- Task directions -
Where in the data does the word "into" appear? Find those lines and copy them.

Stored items
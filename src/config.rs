//! Simulation configuration (spec §6).

use serde::{Deserialize, Serialize};
use std::path::Path;
use tracing::info;

use crate::error::SimError;

/// Collision-detection backend selector (spec §4.3).
#[derive(Debug, Clone, Copy, PartialEq, Eq, Deserialize, Serialize)]
#[serde(rename_all = "snake_case")]
pub enum CollisionDetectionType {
    Precision,
    Spatial,
}

impl Default for CollisionDetectionType {
    fn default() -> Self {
        CollisionDetectionType::Precision
    }
}

/// Root configuration structure.
#[derive(Debug, Clone, Deserialize, Serialize)]
pub struct Config {
    #[serde(default = "default_team_num")]
    pub team_num: u32,
    #[serde(default = "default_player_num_per_team")]
    pub player_num_per_team: u32,
    #[serde(default = "default_map_size")]
    pub map_width: f32,
    #[serde(default = "default_map_size")]
    pub map_height: f32,
    #[serde(default = "default_match_time")]
    pub match_time: f32,
    #[serde(default = "default_state_tick_per_second")]
    pub state_tick_per_second: u32,
    #[serde(default = "default_action_tick_per_second")]
    pub action_tick_per_second: u32,
    #[serde(default)]
    pub collision_detection_type: CollisionDetectionType,

    #[serde(default)]
    pub food: FoodConfig,
    #[serde(default)]
    pub thorn: ThornConfig,
    #[serde(default)]
    pub player: PlayerConfig,
    #[serde(default)]
    pub spore: SporeConfig,
}

impl Config {
    /// Load configuration from `config.toml`, writing out the default file
    /// if none exists yet (mirrors the teacher's `Config::load`).
    pub fn load() -> anyhow::Result<Self> {
        let path = Path::new("config.toml");
        if path.exists() {
            let contents = std::fs::read_to_string(path)?;
            Ok(toml::from_str(&contents)?)
        } else {
            info!("no config.toml found, writing default config");
            let default_config = Self::default();
            std::fs::write(path, toml::to_string_pretty(&default_config)?)?;
            Ok(default_config)
        }
    }

    /// Validate derived invariants not already enforced by the type system.
    /// Raised at construction time; fatal (spec §7 `ConfigInvalid`).
    pub fn validate(&self) -> Result<(), SimError> {
        if self.map_width <= 0.0 || self.map_height <= 0.0 {
            return Err(SimError::ConfigInvalid("map dimensions must be positive".into()));
        }
        if self.match_time <= 0.0 {
            return Err(SimError::ConfigInvalid("match_time must be positive".into()));
        }
        if self.state_tick_per_second == 0
            || self.action_tick_per_second == 0
            || self.state_tick_per_second % self.action_tick_per_second != 0
        {
            return Err(SimError::ConfigInvalid(
                "state_tick_per_second must be a positive multiple of action_tick_per_second".into(),
            ));
        }
        self.food.validate("food")?;
        self.thorn.validate("thorn")?;
        if self.player.radius_min <= 0.0 || self.player.radius_min > self.player.radius_max {
            return Err(SimError::ConfigInvalid("player radius_min/radius_max invalid".into()));
        }
        if self.player.part_num_max == 0 {
            return Err(SimError::ConfigInvalid("player.part_num_max must be at least 1".into()));
        }
        if self.spore.radius_min <= 0.0 || self.spore.radius_min > self.spore.radius_max {
            return Err(SimError::ConfigInvalid("spore radius_min/radius_max invalid".into()));
        }
        Ok(())
    }

    /// Derived: seconds per state-tick.
    #[inline]
    pub fn state_dt(&self) -> f32 {
        1.0 / self.state_tick_per_second as f32
    }

    /// Derived: state-ticks per action-tick.
    #[inline]
    pub fn ticks_per_action(&self) -> u32 {
        self.state_tick_per_second / self.action_tick_per_second
    }
}

impl Default for Config {
    fn default() -> Self {
        Self {
            team_num: default_team_num(),
            player_num_per_team: default_player_num_per_team(),
            map_width: default_map_size(),
            map_height: default_map_size(),
            match_time: default_match_time(),
            state_tick_per_second: default_state_tick_per_second(),
            action_tick_per_second: default_action_tick_per_second(),
            collision_detection_type: CollisionDetectionType::default(),
            food: FoodConfig::default(),
            thorn: ThornConfig::default(),
            player: PlayerConfig::default(),
            spore: SporeConfig::default(),
        }
    }
}

fn default_team_num() -> u32 {
    4
}
fn default_player_num_per_team() -> u32 {
    3
}
fn default_map_size() -> f32 {
    1000.0
}
fn default_match_time() -> f32 {
    60.0 * 10.0
}
fn default_state_tick_per_second() -> u32 {
    20
}
fn default_action_tick_per_second() -> u32 {
    5
}

/// Common manager population bounds, shared by food and thorn configs.
pub trait PopulationBounds {
    fn num_min(&self) -> usize;
    fn num_max(&self) -> usize;
    fn radius_min(&self) -> f32;
    fn radius_max(&self) -> f32;

    fn validate(&self, label: &str) -> Result<(), SimError> {
        if self.num_min() > self.num_max() {
            return Err(SimError::ConfigInvalid(format!("{label}.num_min > num_max")));
        }
        if self.radius_min() <= 0.0 || self.radius_min() > self.radius_max() {
            return Err(SimError::ConfigInvalid(format!("{label} radius range is empty or invalid")));
        }
        Ok(())
    }
}

/// Food manager configuration.
#[derive(Debug, Clone, Deserialize, Serialize)]
pub struct FoodConfig {
    #[serde(default = "default_food_num_init")]
    pub num_init: usize,
    #[serde(default = "default_food_num_min")]
    pub num_min: usize,
    #[serde(default = "default_food_num_max")]
    pub num_max: usize,
    #[serde(default = "default_food_refresh_time")]
    pub refresh_time: f32,
    #[serde(default = "default_food_refresh_num")]
    pub refresh_num: usize,
    #[serde(default = "default_food_radius_min")]
    pub radius_min: f32,
    #[serde(default = "default_food_radius_max")]
    pub radius_max: f32,
}

impl PopulationBounds for FoodConfig {
    fn num_min(&self) -> usize {
        self.num_min
    }
    fn num_max(&self) -> usize {
        self.num_max
    }
    fn radius_min(&self) -> f32 {
        self.radius_min
    }
    fn radius_max(&self) -> f32 {
        self.radius_max
    }
}

impl Default for FoodConfig {
    fn default() -> Self {
        Self {
            num_init: default_food_num_init(),
            num_min: default_food_num_min(),
            num_max: default_food_num_max(),
            refresh_time: default_food_refresh_time(),
            refresh_num: default_food_refresh_num(),
            radius_min: default_food_radius_min(),
            radius_max: default_food_radius_max(),
        }
    }
}

fn default_food_num_init() -> usize {
    2000
}
fn default_food_num_min() -> usize {
    2000
}
fn default_food_num_max() -> usize {
    2500
}
fn default_food_refresh_time() -> f32 {
    2.0
}
fn default_food_refresh_num() -> usize {
    30
}
fn default_food_radius_min() -> f32 {
    2.0
}
fn default_food_radius_max() -> f32 {
    2.0
}

/// Thorn manager configuration.
#[derive(Debug, Clone, Deserialize, Serialize)]
pub struct ThornConfig {
    #[serde(default = "default_thorn_num_init")]
    pub num_init: usize,
    #[serde(default = "default_thorn_num_min")]
    pub num_min: usize,
    #[serde(default = "default_thorn_num_max")]
    pub num_max: usize,
    #[serde(default = "default_thorn_refresh_time")]
    pub refresh_time: f32,
    #[serde(default = "default_thorn_refresh_num")]
    pub refresh_num: usize,
    #[serde(default = "default_thorn_radius_min")]
    pub radius_min: f32,
    #[serde(default = "default_thorn_radius_max")]
    pub radius_max: f32,
    #[serde(default = "default_thorn_vel_max")]
    pub vel_max: f32,
    #[serde(default = "default_thorn_eat_spore_vel_init")]
    pub eat_spore_vel_init: f32,
    #[serde(default = "default_thorn_eat_spore_vel_zero_time")]
    pub eat_spore_vel_zero_time: f32,
}

impl PopulationBounds for ThornConfig {
    fn num_min(&self) -> usize {
        self.num_min
    }
    fn num_max(&self) -> usize {
        self.num_max
    }
    fn radius_min(&self) -> f32 {
        self.radius_min
    }
    fn radius_max(&self) -> f32 {
        self.radius_max
    }
}

impl Default for ThornConfig {
    fn default() -> Self {
        Self {
            num_init: default_thorn_num_init(),
            num_min: default_thorn_num_min(),
            num_max: default_thorn_num_max(),
            refresh_time: default_thorn_refresh_time(),
            refresh_num: default_thorn_refresh_num(),
            radius_min: default_thorn_radius_min(),
            radius_max: default_thorn_radius_max(),
            vel_max: default_thorn_vel_max(),
            eat_spore_vel_init: default_thorn_eat_spore_vel_init(),
            eat_spore_vel_zero_time: default_thorn_eat_spore_vel_zero_time(),
        }
    }
}

fn default_thorn_num_init() -> usize {
    15
}
fn default_thorn_num_min() -> usize {
    15
}
fn default_thorn_num_max() -> usize {
    20
}
fn default_thorn_refresh_time() -> f32 {
    2.0
}
fn default_thorn_refresh_num() -> usize {
    2
}
fn default_thorn_radius_min() -> f32 {
    12.0
}
fn default_thorn_radius_max() -> f32 {
    20.0
}
fn default_thorn_vel_max() -> f32 {
    100.0
}
fn default_thorn_eat_spore_vel_init() -> f32 {
    10.0
}
fn default_thorn_eat_spore_vel_zero_time() -> f32 {
    1.0
}

/// Player (clone) configuration.
#[derive(Debug, Clone, Deserialize, Serialize)]
pub struct PlayerConfig {
    #[serde(default = "default_player_acc_max")]
    pub acc_max: f32,
    #[serde(default = "default_player_vel_max")]
    pub vel_max: f32,
    #[serde(default = "default_player_radius_min")]
    pub radius_min: f32,
    #[serde(default = "default_player_radius_max")]
    pub radius_max: f32,
    #[serde(default = "default_player_radius_init")]
    pub radius_init: f32,
    #[serde(default = "default_player_part_num_max")]
    pub part_num_max: usize,
    #[serde(default = "default_player_on_thorns_part_num")]
    pub on_thorns_part_num: usize,
    #[serde(default = "default_player_on_thorns_part_radius_max")]
    pub on_thorns_part_radius_max: f32,
    #[serde(default = "default_player_split_radius_min")]
    pub split_radius_min: f32,
    #[serde(default = "default_player_eject_radius_min")]
    pub eject_radius_min: f32,
    #[serde(default = "default_player_recombine_age")]
    pub recombine_age: f32,
    #[serde(default = "default_player_split_vel_init")]
    pub split_vel_init: f32,
    #[serde(default = "default_player_split_vel_zero_time")]
    pub split_vel_zero_time: f32,
    #[serde(default = "default_player_stop_zero_time")]
    pub stop_zero_time: f32,
    #[serde(default = "default_player_size_decay_rate")]
    pub size_decay_rate: f32,
    #[serde(default = "default_player_given_acc_weight")]
    pub given_acc_weight: f32,
}

impl Default for PlayerConfig {
    fn default() -> Self {
        Self {
            acc_max: default_player_acc_max(),
            vel_max: default_player_vel_max(),
            radius_min: default_player_radius_min(),
            radius_max: default_player_radius_max(),
            radius_init: default_player_radius_init(),
            part_num_max: default_player_part_num_max(),
            on_thorns_part_num: default_player_on_thorns_part_num(),
            on_thorns_part_radius_max: default_player_on_thorns_part_radius_max(),
            split_radius_min: default_player_split_radius_min(),
            eject_radius_min: default_player_eject_radius_min(),
            recombine_age: default_player_recombine_age(),
            split_vel_init: default_player_split_vel_init(),
            split_vel_zero_time: default_player_split_vel_zero_time(),
            stop_zero_time: default_player_stop_zero_time(),
            size_decay_rate: default_player_size_decay_rate(),
            given_acc_weight: default_player_given_acc_weight(),
        }
    }
}

fn default_player_acc_max() -> f32 {
    30.0
}
fn default_player_vel_max() -> f32 {
    20.0
}
fn default_player_radius_min() -> f32 {
    3.0
}
fn default_player_radius_max() -> f32 {
    100.0
}
fn default_player_radius_init() -> f32 {
    3.0
}
fn default_player_part_num_max() -> usize {
    16
}
fn default_player_on_thorns_part_num() -> usize {
    10
}
fn default_player_on_thorns_part_radius_max() -> f32 {
    20.0
}
fn default_player_split_radius_min() -> f32 {
    10.0
}
fn default_player_eject_radius_min() -> f32 {
    10.0
}
fn default_player_recombine_age() -> f32 {
    20.0
}
fn default_player_split_vel_init() -> f32 {
    30.0
}
fn default_player_split_vel_zero_time() -> f32 {
    1.0
}
fn default_player_stop_zero_time() -> f32 {
    1.0
}
fn default_player_size_decay_rate() -> f32 {
    0.00005
}
fn default_player_given_acc_weight() -> f32 {
    10.0
}

/// Spore configuration.
#[derive(Debug, Clone, Deserialize, Serialize)]
pub struct SporeConfig {
    #[serde(default = "default_spore_radius_min")]
    pub radius_min: f32,
    #[serde(default = "default_spore_radius_max")]
    pub radius_max: f32,
    #[serde(default = "default_spore_vel_init")]
    pub vel_init: f32,
    #[serde(default = "default_spore_vel_zero_time")]
    pub vel_zero_time: f32,
    #[serde(default = "default_spore_radius_init")]
    pub spore_radius_init: f32,
}

impl Default for SporeConfig {
    fn default() -> Self {
        Self {
            radius_min: default_spore_radius_min(),
            radius_max: default_spore_radius_max(),
            vel_init: default_spore_vel_init(),
            vel_zero_time: default_spore_vel_zero_time(),
            spore_radius_init: default_spore_radius_init(),
        }
    }
}

fn default_spore_radius_min() -> f32 {
    3.0
}
fn default_spore_radius_max() -> f32 {
    3.0
}
fn default_spore_vel_init() -> f32 {
    250.0
}
fn default_spore_vel_zero_time() -> f32 {
    0.3
}
fn default_spore_radius_init() -> f32 {
    20.0
}

#[cfg(test)]
mod tests {
    use super::*;

    #[test]
    fn default_config_is_valid() {
        Config::default().validate().unwrap();
    }

    #[test]
    fn mismatched_tick_rates_are_rejected() {
        let mut cfg = Config::default();
        cfg.state_tick_per_second = 20;
        cfg.action_tick_per_second = 7;
        assert!(cfg.validate().is_err());
    }

    #[test]
    fn empty_radius_range_is_rejected() {
        let mut cfg = Config::default();
        cfg.food.radius_min = 5.0;
        cfg.food.radius_max = 2.0;
        assert!(cfg.validate().is_err());
    }
}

- Output of the task -
            return Err(SimError::ConfigInvalid("map dimensions must be positive".into()));
            return Err(SimError::ConfigInvalid("match_time must be positive".into()));
                "state_tick_per_second must be a positive multiple of action_tick_per_second".into(),
            return Err(SimError::ConfigInvalid("player radius_min/radius_max invalid".into()));
            return Err(SimError::ConfigInvalid("player.part_num_max must be at least 1".into()));
            return Err(SimError::ConfigInvalid("spore radius_min/radius_max invalid".into()));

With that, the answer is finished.